The EU on Monday removed the U.S. from its approved coronavirus travel list following a review of restrictions.
The move means unvaccinated U.S. travelers could once more face restrictions on nonessential trips to Europe — just months after the U.S. was added to the safe travel list.
Cases and hospitalizations have increased sharply in the U.S. in recent weeks. Countries on the EU’s list have to have 75 or fewer infections per 100,000 people over the previous 14 days; the U.S. is far above that.
The Council of the EU also decided to remove Israel, Kosovo, Lebanon, Montenegro and North Macedonia from the list. EU member countries aren’t obliged to follow the Council’s recommendation, but most do.

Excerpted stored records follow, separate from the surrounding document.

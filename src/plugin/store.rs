//! The secret store plugin interface.

use crate::domain::{GenerationType, KeyAlgorithm, KeySpec, SecretType};
use crate::errors::Result;
use async_trait::async_trait;
use std::collections::BTreeMap;
use zeroize::Zeroize;

/// Plugin-specific key/value metadata persisted with a secret
pub type SecretMetadata = BTreeMap<String, String>;

/// Ids of the secrets created for one asymmetric generation
#[derive(Debug, Clone, PartialEq, Eq)]
pub struct AsymmetricSecretIds {
    pub private_key: String,
    pub public_key: String,
    pub passphrase: Option<String>,
}

/// Request context handed to every store operation
#[derive(Debug, Clone, Default)]
pub struct StoreContext {
    /// Internal project id
    pub project_id: String,
    /// Secret being stored or read. Set by the gateway once the row exists.
    pub secret_id: Option<String>,
    /// Normalized content type of the payload
    pub content_type: Option<String>,
    /// Secrets receiving the parts of an asymmetric generation
    pub asymmetric_ids: Option<AsymmetricSecretIds>,
}

impl StoreContext {
    pub fn new(project_id: impl Into<String>) -> Self {
        Self { project_id: project_id.into(), ..Default::default() }
    }

    pub fn with_secret(mut self, secret_id: impl Into<String>) -> Self {
        self.secret_id = Some(secret_id.into());
        self
    }

    pub fn with_content_type(mut self, content_type: Option<String>) -> Self {
        self.content_type = content_type;
        self
    }
}

/// A secret crossing the plugin boundary.
///
/// `secret` is the base64 form of the payload; it is wiped when the DTO is
/// dropped.
#[derive(Clone)]
pub struct SecretDto {
    pub secret_type: SecretType,
    pub secret: String,
    pub key_spec: KeySpec,
    pub content_type: Option<String>,
    pub transport_key: Option<String>,
}

impl SecretDto {
    pub fn new(secret_type: SecretType, secret: String, key_spec: KeySpec) -> Self {
        Self { secret_type, secret, key_spec, content_type: None, transport_key: None }
    }

    pub fn with_content_type(mut self, content_type: Option<String>) -> Self {
        self.content_type = content_type;
        self
    }
}

impl std::fmt::Debug for SecretDto {
    fn fmt(&self, f: &mut std::fmt::Formatter<'_>) -> std::fmt::Result {
        f.debug_struct("SecretDto")
            .field("secret_type", &self.secret_type)
            .field("secret", &"[REDACTED]")
            .field("key_spec", &self.key_spec)
            .field("content_type", &self.content_type)
            .finish()
    }
}

impl Drop for SecretDto {
    fn drop(&mut self) {
        self.secret.zeroize();
    }
}

/// Metadata for each secret produced by an asymmetric generation
#[derive(Debug, Clone, Default, PartialEq)]
pub struct AsymmetricKeyMetadataDto {
    pub private_key_meta: SecretMetadata,
    pub public_key_meta: SecretMetadata,
    pub passphrase_meta: Option<SecretMetadata>,
}

/// A backend that can keep secrets.
///
/// Implementations return metadata that is persisted next to the secret and
/// handed back on retrieval and deletion.
#[async_trait]
pub trait SecretStorePlugin: Send + Sync + std::fmt::Debug {
    /// Name used in configuration and in stored metadata
    fn name(&self) -> &str;

    async fn generate_symmetric_key(
        &self,
        key_spec: &KeySpec,
        ctx: &StoreContext,
    ) -> Result<SecretMetadata>;

    async fn generate_asymmetric_key(
        &self,
        key_spec: &KeySpec,
        ctx: &StoreContext,
    ) -> Result<AsymmetricKeyMetadataDto>;

    async fn store_secret(&self, secret: &SecretDto, ctx: &StoreContext) -> Result<SecretMetadata>;

    async fn get_secret(
        &self,
        secret_type: SecretType,
        metadata: &SecretMetadata,
        ctx: &StoreContext,
    ) -> Result<SecretDto>;

    async fn delete_secret(&self, metadata: &SecretMetadata) -> Result<()>;

    fn generate_supports(&self, key_spec: &KeySpec) -> bool;

    fn store_secret_supports(&self, key_spec: &KeySpec) -> bool;

    /// PEM transport key for client-side wrapping, if the backend has one
    async fn get_transport_key(&self) -> Result<Option<String>> {
        Ok(None)
    }

    async fn is_transport_key_current(&self, _transport_key: &str) -> Result<bool> {
        Ok(false)
    }

    async fn health_check(&self) -> Result<()> {
        Ok(())
    }
}

/// Generation kind for stores that accept the common algorithm families.
pub fn generation_type_supported(key_spec: &KeySpec) -> Option<GenerationType> {
    match key_spec.algorithm()? {
        KeyAlgorithm::Aes
        | KeyAlgorithm::Des
        | KeyAlgorithm::Desede
        | KeyAlgorithm::HmacSha1
        | KeyAlgorithm::HmacSha256
        | KeyAlgorithm::HmacSha384
        | KeyAlgorithm::HmacSha512 => Some(GenerationType::Symmetric),
        KeyAlgorithm::Rsa | KeyAlgorithm::Dsa | KeyAlgorithm::DiffieHellman | KeyAlgorithm::Ec => {
            Some(GenerationType::Asymmetric)
        }
    }
}
//! KMIP Tag-Type-Length-Value encoding.
//!
//! Every item is a 3-byte tag, a 1-byte type, a 4-byte big-endian length
//! and the value, padded with zeros to a multiple of 8 bytes. Structures
//! contain a sequence of items.

use thiserror::Error;

#[derive(Error, Debug, PartialEq, Eq)]
pub enum TtlvError {
    #[error("TTLV buffer truncated: need {needed} bytes, have {available}")]
    Truncated { needed: usize, available: usize },

    #[error("Unknown TTLV item type 0x{0:02x}")]
    UnknownType(u8),

    #[error("Invalid length {length} for TTLV {item_type}")]
    InvalidLength { item_type: &'static str, length: usize },

    #[error("TTLV text string is not valid UTF-8")]
    InvalidUtf8,

    #[error("Expected TTLV item {expected:#08x}, found {found:#08x}")]
    UnexpectedTag { expected: u32, found: u32 },

    #[error("Missing TTLV item {0:#08x}")]
    Missing(u32),

    #[error("TTLV item {tag:#08x} is not a {expected}")]
    UnexpectedType { tag: u32, expected: &'static str },
}

pub type TtlvResult<T> = std::result::Result<T, TtlvError>;

const HEADER_LEN: usize = 8;

/// Typed value of a TTLV item
#[derive(Debug, Clone, PartialEq, Eq)]
pub enum Value {
    Structure(Vec<Ttlv>),
    Integer(i32),
    LongInteger(i64),
    BigInteger(Vec<u8>),
    Enumeration(u32),
    Boolean(bool),
    TextString(String),
    ByteString(Vec<u8>),
    DateTime(i64),
    Interval(u32),
}

impl Value {
    fn type_code(&self) -> u8 {
        match self {
            Value::Structure(_) => 0x01,
            Value::Integer(_) => 0x02,
            Value::LongInteger(_) => 0x03,
            Value::BigInteger(_) => 0x04,
            Value::Enumeration(_) => 0x05,
            Value::Boolean(_) => 0x06,
            Value::TextString(_) => 0x07,
            Value::ByteString(_) => 0x08,
            Value::DateTime(_) => 0x09,
            Value::Interval(_) => 0x0A,
        }
    }

    fn type_name(&self) -> &'static str {
        match self {
            Value::Structure(_) => "structure",
            Value::Integer(_) => "integer",
            Value::LongInteger(_) => "long integer",
            Value::BigInteger(_) => "big integer",
            Value::Enumeration(_) => "enumeration",
            Value::Boolean(_) => "boolean",
            Value::TextString(_) => "text string",
            Value::ByteString(_) => "byte string",
            Value::DateTime(_) => "date-time",
            Value::Interval(_) => "interval",
        }
    }
}

/// One tagged TTLV item
#[derive(Debug, Clone, PartialEq, Eq)]
pub struct Ttlv {
    pub tag: u32,
    pub value: Value,
}

fn padded(len: usize) -> usize {
    len.div_ceil(8) * 8
}

impl Ttlv {
    pub fn new(tag: u32, value: Value) -> Self {
        Self { tag, value }
    }

    pub fn structure(tag: u32, items: Vec<Ttlv>) -> Self {
        Self::new(tag, Value::Structure(items))
    }

    pub fn integer(tag: u32, value: i32) -> Self {
        Self::new(tag, Value::Integer(value))
    }

    pub fn enumeration(tag: u32, value: u32) -> Self {
        Self::new(tag, Value::Enumeration(value))
    }

    pub fn text(tag: u32, value: impl Into<String>) -> Self {
        Self::new(tag, Value::TextString(value.into()))
    }

    pub fn bytes(tag: u32, value: impl Into<Vec<u8>>) -> Self {
        Self::new(tag, Value::ByteString(value.into()))
    }

    pub fn encode(&self) -> Vec<u8> {
        let mut out = Vec::with_capacity(64);
        self.encode_into(&mut out);
        out
    }

    pub fn encode_into(&self, out: &mut Vec<u8>) {
        out.extend_from_slice(&self.tag.to_be_bytes()[1..]);
        out.push(self.value.type_code());

        let length_at = out.len();
        out.extend_from_slice(&[0; 4]);
        let body_at = out.len();

        match &self.value {
            Value::Structure(items) => items.iter().for_each(|item| item.encode_into(out)),
            Value::Integer(v) => out.extend_from_slice(&v.to_be_bytes()),
            Value::Enumeration(v) | Value::Interval(v) => out.extend_from_slice(&v.to_be_bytes()),
            Value::LongInteger(v) | Value::DateTime(v) => out.extend_from_slice(&v.to_be_bytes()),
            Value::Boolean(v) => out.extend_from_slice(&u64::from(*v).to_be_bytes()),
            Value::TextString(s) => out.extend_from_slice(s.as_bytes()),
            Value::ByteString(b) | Value::BigInteger(b) => out.extend_from_slice(b),
        }

        let length = out.len() - body_at;
        out[length_at..body_at].copy_from_slice(&(length as u32).to_be_bytes());
        out.resize(body_at + padded(length), 0);
    }

    /// Decode one item from the front of `buf`, returning it and the bytes consumed.
    pub fn decode(buf: &[u8]) -> TtlvResult<(Ttlv, usize)> {
        let header = take(buf, 0, HEADER_LEN)?;
        let tag = u32::from_be_bytes([0, header[0], header[1], header[2]]);
        let type_code = header[3];
        let length = u32::from_be_bytes([header[4], header[5], header[6], header[7]]) as usize;

        let value_len = if type_code == 0x01 { length } else { padded(length) };
        let body = take(buf, HEADER_LEN, value_len)?;
        let fixed = |item_type: &'static str, expected: usize| {
            if length == expected {
                Ok(&body[..expected])
            } else {
                Err(TtlvError::InvalidLength { item_type, length })
            }
        };

        let value = match type_code {
            0x01 => {
                let mut items = Vec::new();
                let mut offset = 0;
                while offset < body.len() {
                    let (item, used) = Ttlv::decode(&body[offset..])?;
                    items.push(item);
                    offset += used;
                }
                Value::Structure(items)
            }
            0x02 => Value::Integer(i32::from_be_bytes(to_array(fixed("integer", 4)?))),
            0x03 => Value::LongInteger(i64::from_be_bytes(to_array(fixed("long integer", 8)?))),
            0x04 => Value::BigInteger(body[..length].to_vec()),
            0x05 => Value::Enumeration(u32::from_be_bytes(to_array(fixed("enumeration", 4)?))),
            0x06 => Value::Boolean(u64::from_be_bytes(to_array(fixed("boolean", 8)?)) != 0),
            0x07 => Value::TextString(
                String::from_utf8(body[..length].to_vec()).map_err(|_| TtlvError::InvalidUtf8)?,
            ),
            0x08 => Value::ByteString(body[..length].to_vec()),
            0x09 => Value::DateTime(i64::from_be_bytes(to_array(fixed("date-time", 8)?))),
            0x0A => Value::Interval(u32::from_be_bytes(to_array(fixed("interval", 4)?))),
            other => return Err(TtlvError::UnknownType(other)),
        };

        Ok((Ttlv { tag, value }, HEADER_LEN + value_len))
    }

    /// Total encoded length announced by an 8-byte item header.
    pub fn frame_len(header: &[u8; HEADER_LEN]) -> usize {
        let length = u32::from_be_bytes([header[4], header[5], header[6], header[7]]) as usize;
        HEADER_LEN + if header[3] == 0x01 { length } else { padded(length) }
    }

    pub fn expect_tag(&self, tag: u32) -> TtlvResult<&Ttlv> {
        if self.tag == tag {
            Ok(self)
        } else {
            Err(TtlvError::UnexpectedTag { expected: tag, found: self.tag })
        }
    }

    pub fn items(&self) -> TtlvResult<&[Ttlv]> {
        match &self.value {
            Value::Structure(items) => Ok(items),
            _ => Err(self.wrong_type("structure")),
        }
    }

    pub fn find(&self, tag: u32) -> Option<&Ttlv> {
        self.items().ok()?.iter().find(|item| item.tag == tag)
    }

    pub fn child(&self, tag: u32) -> TtlvResult<&Ttlv> {
        self.find(tag).ok_or(TtlvError::Missing(tag))
    }

    pub fn as_text(&self) -> TtlvResult<&str> {
        match &self.value {
            Value::TextString(s) => Ok(s),
            _ => Err(self.wrong_type("text string")),
        }
    }

    pub fn as_bytes(&self) -> TtlvResult<&[u8]> {
        match &self.value {
            Value::ByteString(b) => Ok(b),
            _ => Err(self.wrong_type("byte string")),
        }
    }

    pub fn as_enum(&self) -> TtlvResult<u32> {
        match self.value {
            Value::Enumeration(v) => Ok(v),
            _ => Err(self.wrong_type("enumeration")),
        }
    }

    pub fn as_int(&self) -> TtlvResult<i32> {
        match self.value {
            Value::Integer(v) => Ok(v),
            _ => Err(self.wrong_type("integer")),
        }
    }

    fn wrong_type(&self, expected: &'static str) -> TtlvError {
        tracing::trace!(
            tag = self.tag,
            found = self.value.type_name(),
            expected,
            "TTLV type mismatch"
        );
        TtlvError::UnexpectedType { tag: self.tag, expected }
    }
}

fn take(buf: &[u8], offset: usize, len: usize) -> TtlvResult<&[u8]> {
    let end = offset + len;
    buf.get(offset..end).ok_or(TtlvError::Truncated { needed: end, available: buf.len() })
}

fn to_array<const N: usize>(bytes: &[u8]) -> [u8; N] {
    let mut out = [0u8; N];
    out.copy_from_slice(&bytes[..N]);
    out
}

#[cfg(test)]
mod tests {
    use super::*;

    fn hex(s: &str) -> Vec<u8> {
        hex::decode(s.replace(' ', "")).unwrap()
    }

    // Encoding examples from the KMIP 1.1 standard, section 9.1.2
    #[test]
    fn integer_vector() {
        let item = Ttlv::integer(0x420020, 8);
        assert_eq!(item.encode(), hex("420020 02 00000004 00000008 00000000"));
    }

    #[test]
    fn enumeration_and_boolean_vectors() {
        assert_eq!(
            Ttlv::enumeration(0x420020, 255).encode(),
            hex("420020 05 00000004 000000FF 00000000")
        );
        assert_eq!(
            Ttlv::new(0x420020, Value::Boolean(true)).encode(),
            hex("420020 06 00000008 0000000000000001")
        );
    }

    #[test]
    fn text_string_is_padded() {
        assert_eq!(
            Ttlv::text(0x420020, "Hello World").encode(),
            hex("420020 07 0000000B 48656C6C6F20576F726C64 0000000000")
        );
        assert_eq!(
            Ttlv::bytes(0x420020, vec![1, 2, 3]).encode(),
            hex("420020 08 00000003 010203 0000000000")
        );
    }

    #[test]
    fn structure_vector_decodes() {
        let wire = hex(
            "420020 01 00000020 \
             420004 05 00000004 000000FE 00000000 \
             420005 02 00000004 000000FF 00000000",
        );
        let (item, used) = Ttlv::decode(&wire).unwrap();
        assert_eq!(used, wire.len());
        assert_eq!(
            item,
            Ttlv::structure(
                0x420020,
                vec![Ttlv::enumeration(0x420004, 254), Ttlv::integer(0x420005, 255)]
            )
        );
        assert_eq!(item.encode(), wire);
        assert_eq!(item.child(0x420005).unwrap().as_int().unwrap(), 255);
        assert_eq!(item.child(0x420009), Err(TtlvError::Missing(0x420009)));
    }

    #[test]
    fn nested_structures_survive_decoding() {
        let item = Ttlv::structure(
            0x420078,
            vec![
                Ttlv::text(0x420094, "a0b1"),
                Ttlv::structure(0x420040, vec![Ttlv::bytes(0x420043, vec![9; 17])]),
                Ttlv::new(0x420092, Value::DateTime(1_700_000_000)),
            ],
        );
        let wire = item.encode();
        let header: [u8; 8] = wire[..8].try_into().unwrap();
        assert_eq!(Ttlv::frame_len(&header), wire.len());
        assert_eq!(Ttlv::decode(&wire).unwrap().0, item);
    }

    #[test]
    fn malformed_input() {
        assert!(matches!(Ttlv::decode(&[0x42, 0x00]), Err(TtlvError::Truncated { .. })));
        assert_eq!(
            Ttlv::decode(&hex("420020 0F 00000000")).unwrap_err(),
            TtlvError::UnknownType(0x0F)
        );
        assert!(matches!(
            Ttlv::decode(&hex("420020 02 00000008 0000000000000000")),
            Err(TtlvError::InvalidLength { .. })
        ));
        assert!(matches!(
            Ttlv::decode(&hex("420020 07 00000010 4142")),
            Err(TtlvError::Truncated { .. })
        ));
    }
}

The EU last year restricted nonessential travel from non-EU countries in a bid to prevent coronavirus imports; the nonbinding travel list catalogs the countries which the Council considers safe enough for travel. That assessment happens on the basis of countries’ health situation, approach to the pandemic, and whether the EU’s opening is reciprocated.
That hasn’t happened with the U.S., which continues to restrict entry for EU citizens.
The Biden administration’s refusal to lift travel restrictions has created frustration in the bloc. Earlier this month, European Commission President Ursula von der Leyen called on the U.S. to lift its travel ban, arguing the epidemiological situations in the U.S. and the EU were “very similar.”